To control for potential biases, respondents were asked whether or not they have already been vaccinated, to what extend COVID-19 had a negative impact on their lives (7-point Likert scale, 1 = strongly disagree to 7 = strongly agree), and also regarding their tendency for social desirability bias using the short 5-item version of the Marlowe-Crowne scale (SD5). The survey instrument was trialled before implementation and data was monitored for quality throughout the duration of the fieldwork.

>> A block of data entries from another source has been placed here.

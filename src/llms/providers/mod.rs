//! Model backend implementations.
//!
//! | Provider | Module | Endpoint |
//! |----------|--------|----------|
//! | OpenAI | [`openai`] | `POST /v1/chat/completions` |
//! | Anthropic | [`anthropic`] | `POST /v1/messages` |
//! | Local | [`local`] | Ollama `POST /api/chat` |
//! | Simulated | [`simulated`] | none |
//!
//! [`utils`] holds the status and transport error mapping the HTTP
//! providers share.

pub mod anthropic;
pub mod local;
pub mod openai;
pub mod simulated;
pub mod utils;

use std::collections::BTreeMap;
use std::sync::Arc;

use crate::config::{Credentials, ModelConfig, Provider, SimulationConfig};
use crate::errors::ConfigError;
use crate::llms::backend::{BackendState, ModelBackend};
use crate::llms::rate_limit::{RateLimitedBackend, RpmLimiter};

pub use anthropic::AnthropicBackend;
pub use local::LocalBackend;
pub use openai::OpenAIBackend;
pub use simulated::SimulatedBackend;

/// Construct the backend for one configured model.
pub fn build_backend(
    key: &str,
    model: &ModelConfig,
    run: &SimulationConfig,
    credentials: &Credentials,
) -> Result<Arc<dyn ModelBackend>, ConfigError> {
    let api_key = credentials.api_key(key, model.provider)?;
    let mut state = BackendState::from_config(key, model, run, api_key);

    let backend: Arc<dyn ModelBackend> = match model.provider {
        Provider::OpenAI => Arc::new(OpenAIBackend::new(state)?),
        Provider::Anthropic => Arc::new(AnthropicBackend::new(state)?),
        Provider::Local => {
            if state.base_url.is_none() {
                state.base_url = credentials.ollama_host.clone();
            }
            Arc::new(LocalBackend::new(state)?)
        }
        Provider::Simulated => Arc::new(SimulatedBackend::new(key, run.seed, model.simulated)),
    };

    tracing::debug!(model = key, provider = model.provider.as_str(), "backend ready");

    Ok(match model.requests_per_minute {
        Some(rpm) => Arc::new(RateLimitedBackend::new(backend, RpmLimiter::new(rpm))),
        None => backend,
    })
}

/// Backends for every model in the run, keyed like the config.
pub fn build_backends(
    run: &SimulationConfig,
    credentials: &Credentials,
) -> Result<BTreeMap<String, Arc<dyn ModelBackend>>, ConfigError> {
    run.models
        .iter()
        .map(|(key, model)| Ok((key.clone(), build_backend(key, model, run, credentials)?)))
        .collect()
}
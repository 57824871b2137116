//! OpenAI Chat Completions backend.
//!
//! Sends the full conversation to `POST {base_url}/chat/completions` and
//! returns the first choice's message content.

use async_trait::async_trait;
use serde_json::Value;

use crate::conversation::Conversation;
use crate::errors::{BackendError, ConfigError};
use crate::llms::backend::{next_call_sequence, BackendState, ModelBackend};
use crate::llms::providers::utils::{non_empty, send_json};

const PROVIDER: &str = "openai";
const DEFAULT_BASE_URL: &str = "https://api.openai.com/v1";

#[derive(Debug, Clone)]
pub struct OpenAIBackend {
    pub state: BackendState,
    /// Sent as `OpenAI-Organization` when set.
    pub organization: Option<String>,
    client: reqwest::Client,
}

impl OpenAIBackend {
    pub fn new(state: BackendState) -> Result<Self, ConfigError> {
        let client = state.http_client()?;
        Ok(Self {
            state,
            organization: std::env::var("OPENAI_ORGANIZATION").ok(),
            client,
        })
    }

    pub fn api_base_url(&self) -> String {
        self.state
            .base_url
            .clone()
            .unwrap_or_else(|| DEFAULT_BASE_URL.to_string())
    }

    pub fn build_request_body(&self, conversation: &Conversation) -> Value {
        serde_json::json!({
            "model": self.state.model,
            "messages": conversation,
            "max_tokens": self.state.max_tokens,
            "temperature": self.state.temperature,
        })
    }

    pub fn parse_response(&self, response: &Value) -> Result<String, BackendError> {
        let invalid = |message: &str| BackendError::InvalidResponse {
            provider: PROVIDER.to_string(),
            message: message.to_string(),
        };

        let message = response
            .get("choices")
            .and_then(|c| c.get(0))
            .and_then(|c| c.get("message"))
            .ok_or_else(|| invalid("no choices in response"))?;
        let content = message
            .get("content")
            .and_then(Value::as_str)
            .ok_or_else(|| invalid("choice has no text content"))?;

        if let Some(usage) = response.get("usage") {
            log::debug!(
                "OpenAI token usage: prompt={}, completion={}, total={}",
                usage.get("prompt_tokens").and_then(Value::as_i64).unwrap_or(0),
                usage.get("completion_tokens").and_then(Value::as_i64).unwrap_or(0),
                usage.get("total_tokens").and_then(Value::as_i64).unwrap_or(0),
            );
        }

        non_empty(PROVIDER, content.to_string())
    }
}

#[async_trait]
impl ModelBackend for OpenAIBackend {
    fn name(&self) -> &str {
        &self.state.key
    }

    fn provider(&self) -> &str {
        PROVIDER
    }

    async fn complete(&self, conversation: &Conversation) -> Result<String, BackendError> {
        log::debug!(
            "OpenAIBackend.complete #{}: model={}, messages={}",
            next_call_sequence(),
            self.state.model,
            conversation.len(),
        );

        let api_key = self.state.require_api_key(PROVIDER)?;
        let endpoint = format!("{}/chat/completions", self.api_base_url());

        let mut request = self
            .client
            .post(&endpoint)
            .header("Content-Type", "application/json")
            .header("Authorization", format!("Bearer {}", api_key))
            .json(&self.build_request_body(conversation));
        if let Some(ref org) = self.organization {
            request = request.header("OpenAI-Organization", org);
        }

        let response = send_json(PROVIDER, request).await?;
        self.parse_response(&response)
    }
}

#[cfg(test)]
mod tests {
    use super::*;
    use crate::config::{ModelConfig, Provider, SimulationConfig};

    fn backend() -> OpenAIBackend {
        let run = SimulationConfig::default();
        let model = ModelConfig::new(Provider::OpenAI, "gpt-4");
        OpenAIBackend::new(BackendState::from_config("gpt-4", &model, &run, Some("sk".into()))).unwrap()
    }

    #[test]
    fn test_api_base_url() {
        let mut backend = backend();
        assert_eq!(backend.api_base_url(), "https://api.openai.com/v1");
        backend.state.base_url = Some("http://localhost:8080/v1".into());
        assert_eq!(backend.api_base_url(), "http://localhost:8080/v1");
    }

    #[test]
    fn test_build_request_body() {
        let mut conversation = Conversation::with_system("You are persona 1.");
        conversation.push_user("Rate: I am original.");
        let body = backend().build_request_body(&conversation);

        assert_eq!(body["model"], "gpt-4");
        assert_eq!(body["max_tokens"], 1000);
        assert_eq!(body["temperature"], 0.7);
        assert_eq!(body["messages"][0]["role"], "system");
        assert_eq!(body["messages"][1]["content"], "Rate: I am original.");
    }

    #[test]
    fn test_parse_response_text() {
        let response = serde_json::json!({
            "choices": [{"index": 0, "message": {"role": "assistant", "content": "4"}}],
            "usage": {"prompt_tokens": 20, "completion_tokens": 1, "total_tokens": 21}
        });
        assert_eq!(backend().parse_response(&response).unwrap(), "4");
    }

    #[test]
    fn test_parse_response_invalid_shapes() {
        let backend = backend();
        for response in [
            serde_json::json!({"choices": []}),
            serde_json::json!({"choices": [{"message": {"content": null}}]}),
            serde_json::json!({"choices": [{"message": {"content": ""}}]}),
        ] {
            assert!(matches!(
                backend.parse_response(&response),
                Err(BackendError::InvalidResponse { .. })
            ));
        }
    }

    /// Integration test, requires OPENAI_API_KEY.
    #[tokio::test]
    #[ignore]
    async fn test_openai_real_call() {
        let run = SimulationConfig::default();
        let model = ModelConfig::new(Provider::OpenAI, "gpt-4");
        let state = BackendState::from_config("gpt-4", &model, &run, std::env::var("OPENAI_API_KEY").ok());
        let backend = OpenAIBackend::new(state).unwrap();
        let mut conversation = Conversation::with_system("Answer with a single number.");
        conversation.push_user("On a scale from 1 to 5, how much do you like rain?");
        let reply = backend.complete(&conversation).await;
        assert!(reply.is_ok(), "Failed: {:?}", reply.err());
    }
}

A sample size of 1,000 was implemented for each country surveyed, following the method used by Gallup for conducting national polls. Using quotas, the sample was drawn to be representative of the adult population (aged 18 and above) in Germany and the United States according to age, gender, education, state and current vaccination rates at time of the fieldwork, from 25 May 2021 to 26 June 2021. Participants were recruited by a professional survey agency (INFO located in Berlin). To ensure population representativeness, in particular for older age groups in Germany, respondents were initially contacted via phone calls. Then, all participants were invited to complete the survey online. Overall, 1,003 responses in Germany and 1,000 in the United States were collected. The study with reviewed and approved by the Ethics Committee of the University of Göttingen prior to data collection.

Data Records

Data for this study is accessible via the University of Goettingen data depository platform, Göttingen Research Online9. The data folder comprises of three files: the data for Germany (Die globale Verteilung des COVID-19 Impfstoffes 28.06.2021 Datensatz), the data for the US (Global Distribution of COVID-19 Vaccines 28.06.2021 Dataset), and the survey questionnaire in English (Public attitude towards fairness in global distribution of COVID-19 vaccines_EXT_EN). The data files are in MS Excel format. Each data file has three tabs: 1) variable label, 2) code book, and 3) dataset. The first column in “variable label” tab shows the “variable name” and the second column is the “variable label”. Each “variable name” corresponds with its associated data column in the “dataset” tab. The “codebook” tab presents the response option categories and their codes in details. These datasets also include weights that have to be used in the analysis to ensure that samples are representative of each country’s population. The data is in its raw format and has not been manipulated. It should be noted that for the AHP modules, in order to extract the relative weighting of various criteria, an AHP calculator will be needed. There are various options for this purpose of which some are available for free10 and some are commercially accessible.

Technical Validation

We monitored the data throughout the process and ensured its validity through various means. In the module respondents were asked to divide 100 Mill doses of vaccines between the two countries, each step was followed by a free-text question asking the respondents to elaborate on their line of thoughts and the reason behind their decision. These free-text comments (that are included in the present dataset) allowed to cross-reference the way in which the division was made with the respondents’ line of thoughts. For the AHP data, it is possible as part of the analysis to calculate the internal consistency for each respondent. Given that some questions carry ethical burden, the study also includes a measure to capture individual’s bias towards social desirability11. Moreover, the survey includes a question asking respondents to rate the extent to which their lives have been affected by the pandemic that can be used as another control measure for potential bias. We have conducted multiple pilots to ensure the accuracy of the questionnaire instrument and its clarity to the respondents. A number of pilots were conducted prior to the launch of the survey, also the first week of the fieldwork was treated as pilot to smooth out any issues.

Ethics committee approval

This study received ethical approval from the ethics committee at the University of Göttingen, Germany.